Only one portion of the data is to be written out: from the line bearing "in raw degree" through the line bearing "Hash, Serialize, Deserialize)]". Write it exactly as it appears.

[Dataset entries]
# # # # #

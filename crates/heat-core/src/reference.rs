//! Fixed reference locations for the Peel region.
//!
//! Ten hand-picked points across Brampton and Mississauga with baseline
//! heat-island deltas and vegetation indices. Arbitrary coordinates are
//! resolved against this table by nearest-neighbor lookup in raw degree
//! space, which is accurate enough at single-metro scale.

use serde::{Deserialize, Serialize};

/// Land cover category attached to each reference location.
#[derive(Debug, Clone, Copy, PartialEq, Eq, Hash, Serialize, Deserialize)]
#[serde(rename_all = "lowercase")]
pub enum LandCategory {
    Downtown,
    Industrial,
    Commercial,
    Park,
    Residential,
    Water,
}

impl LandCategory {
    /// Wire name used in JSON payloads.
    pub fn as_str(&self) -> &'static str {
        match self {
            LandCategory::Downtown => "downtown",
            LandCategory::Industrial => "industrial",
            LandCategory::Commercial => "commercial",
            LandCategory::Park => "park",
            LandCategory::Residential => "residential",
            LandCategory::Water => "water",
        }
    }

    /// Human-readable blurb shown in map popups.
    pub fn description(&self) -> &'static str {
        match self {
            LandCategory::Downtown => "Dense urban core with limited green space",
            LandCategory::Industrial => {
                "Industrial/manufacturing zone - high heat from buildings and pavement"
            }
            LandCategory::Commercial => {
                "Commercial district with large parking lots and minimal shade"
            }
            LandCategory::Park => "Park or conservation area with good vegetation coverage",
            LandCategory::Residential => "Residential neighborhood with moderate tree cover",
            LandCategory::Water => {
                "Water body (lake/river) - temperature data not applicable for water surfaces"
            }
        }
    }
}

/// A known location with baseline measurements.
#[derive(Debug, Clone, Copy, PartialEq)]
pub struct ReferencePoint {
    pub lat: f64,
    pub lng: f64,
    pub category: LandCategory,
    /// Baseline urban heat island delta, degrees C above the rural baseline.
    pub heat_delta: f64,
    /// Baseline vegetation index in [-1, 1].
    pub ndvi: f64,
}

const fn point(lat: f64, lng: f64, category: LandCategory, heat_delta: f64, ndvi: f64) -> ReferencePoint {
    ReferencePoint { lat, lng, category, heat_delta, ndvi }
}

/// Known locations in Brampton/Peel. Never mutated.
pub const REFERENCE_POINTS: [ReferencePoint; 10] = [
    // Industrial / hot zones
    point(43.7315, -79.7624, LandCategory::Downtown, 5.5, 0.25), // Brampton downtown
    point(43.6847, -79.6951, LandCategory::Industrial, 6.8, 0.18), // Industrial belt south
    point(43.7525, -79.6200, LandCategory::Industrial, 7.2, 0.15), // Highway 427 industrial
    point(43.7000, -79.7800, LandCategory::Commercial, 5.8, 0.22), // Shopping districts
    // Parks / cool zones
    point(43.7525, -79.8312, LandCategory::Park, 1.2, 0.65), // Claireville Conservation
    point(43.6700, -79.8500, LandCategory::Park, 1.5, 0.62), // Credit Valley
    point(43.7800, -79.7000, LandCategory::Park, 1.8, 0.58), // Bramalea parks
    // Residential
    point(43.7200, -79.7400, LandCategory::Residential, 3.5, 0.38),
    point(43.7100, -79.8100, LandCategory::Residential, 3.2, 0.42),
    // Water bodies
    point(43.6500, -79.8000, LandCategory::Water, 0.3, 0.15), // Lake areas
];

#[cfg(test)]
mod tests {
    use super::*;

    #[test]
    fn table_has_ten_points() {
        assert_eq!(REFERENCE_POINTS.len(), 10);
    }

    #[test]
    fn all_points_inside_region() {
        for p in &REFERENCE_POINTS {
            assert!(p.lat > 43.0 && p.lat < 44.0, "lat out of region: {}", p.lat);
            assert!(p.lng > -80.0 && p.lng < -79.0, "lng out of region: {}", p.lng);
        }
    }

    #[test]
    fn baselines_within_documented_ranges() {
        for p in &REFERENCE_POINTS {
            assert!((0.0..=10.0).contains(&p.heat_delta));
            assert!((-1.0..=1.0).contains(&p.ndvi));
        }
    }

    #[test]
    fn category_wire_names_are_lowercase() {
        let json = serde_json::to_string(&LandCategory::Industrial).unwrap();
        assert_eq!(json, "\"industrial\"");
        let back: LandCategory = serde_json::from_str("\"park\"").unwrap();
        assert_eq!(back, LandCategory::Park);
    }

    #[test]
    fn descriptions_are_nonempty() {
        for cat in [
            LandCategory::Downtown,
            LandCategory::Industrial,
            LandCategory::Commercial,
            LandCategory::Park,
            LandCategory::Residential,
            LandCategory::Water,
        ] {
            assert!(!cat.description().is_empty());
            assert!(!cat.as_str().is_empty());
        }
    }
}
//! Dashboard API Server
//!
//! Backend for the Urban Heat & Greenness dashboard.

use std::net::SocketAddr;
use std::sync::Arc;

use axum::{
    routing::{get, post},
    Extension, Router,
};
use clap::Parser;
use tower_http::{compression::CompressionLayer, cors::CorsLayer, trace::TraceLayer};
use tracing::info;
use tracing_subscriber::{fmt, EnvFilter};

use dashboard_api::handlers;
use dashboard_api::state::AppState;

/// Dashboard API Server
#[derive(Parser, Debug)]
#[command(name = "dashboard-api")]
#[command(about = "Urban heat and greenness dashboard backend")]
struct Args {
    /// Listen address
    #[arg(short, long, default_value = "0.0.0.0:8084", env = "DASHBOARD_LISTEN_ADDR")]
    listen: String,

    /// Log level
    #[arg(long, default_value = "info", env = "RUST_LOG")]
    log_level: String,

    /// Number of worker threads
    #[arg(long, env = "DASHBOARD_WORKER_THREADS")]
    worker_threads: Option<usize>,
}

fn main() {
    // Load .env file if present
    dotenvy::dotenv().ok();

    let args = Args::parse();

    // Build runtime with configured threads
    let mut runtime_builder = tokio::runtime::Builder::new_multi_thread();
    runtime_builder.enable_all();

    if let Some(threads) = args.worker_threads {
        runtime_builder.worker_threads(threads);
    }

    let runtime = runtime_builder
        .build()
        .expect("Failed to create Tokio runtime");

    runtime.block_on(async move {
        run_server(args).await;
    });
}

async fn run_server(args: Args) {
    // Initialize tracing
    let filter =
        EnvFilter::try_from_default_env().unwrap_or_else(|_| EnvFilter::new(&args.log_level));

    fmt()
        .with_env_filter(filter)
        .with_target(true)
        .with_level(true)
        .json()
        .init();

    info!("Starting dashboard API server");

    // Initialize application state
    let state = match AppState::new().await {
        Ok(state) => Arc::new(state),
        Err(e) => {
            tracing::error!("Failed to initialize application state: {}", e);
            std::process::exit(1);
        }
    };

    // Build router
    let app = Router::new()
        // Landing page
        .route("/api", get(handlers::landing::landing_handler))
        .route("/api/", get(handlers::landing::landing_handler))
        // Aggregate metrics
        .route("/api/metrics", get(handlers::metrics::metrics_handler))
        // Trend timeseries
        .route(
            "/api/timeseries",
            get(handlers::timeseries::timeseries_handler),
        )
        // Point lookups
        .route(
            "/api/location-data",
            get(handlers::location::location_data_handler),
        )
        // Layer previews
        .route(
            "/api/layer-preview/:layer",
            get(handlers::layers::layer_preview_handler),
        )
        // Hotspot features
        .route(
            "/api/geojson/hotspots",
            get(handlers::hotspots::hotspots_handler),
        )
        // Chart tables
        .route(
            "/api/regional-breakdown",
            get(handlers::tables::regional_breakdown_handler),
        )
        .route("/api/land-use", get(handlers::tables::land_use_handler))
        .route(
            "/api/heat-distribution",
            get(handlers::tables::heat_distribution_handler),
        )
        // Insight cards
        .route("/api/insights", get(handlers::insights::insights_handler))
        // Status checks
        .route(
            "/api/status",
            post(handlers::status::create_status_handler)
                .get(handlers::status::list_status_handler),
        )
        // Health and readiness
        .route("/health", get(handlers::health::health_handler))
        .route("/ready", get(handlers::health::ready_handler))
        // Middleware
        .layer(Extension(state))
        .layer(TraceLayer::new_for_http())
        .layer(CompressionLayer::new())
        .layer(CorsLayer::permissive());

    // Parse listen address
    let addr: SocketAddr = args.listen.parse().expect("Invalid listen address");

    info!("Dashboard API listening on {}", addr);

    // Start server
    let listener = tokio::net::TcpListener::bind(addr)
        .await
        .expect("Failed to bind");
    axum::serve(listener, app).await.expect("Server failed");
}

# # # # #

▶ **Reply**
//! resolved against this table by nearest-neighbor lookup in raw degree
//! space, which is accurate enough at single-metro scale.

use serde::{Deserialize, Serialize};

/// Land cover category attached to each reference location.
#[derive(Debug, Clone, Copy, PartialEq, Eq, Hash, Serialize, Deserialize)]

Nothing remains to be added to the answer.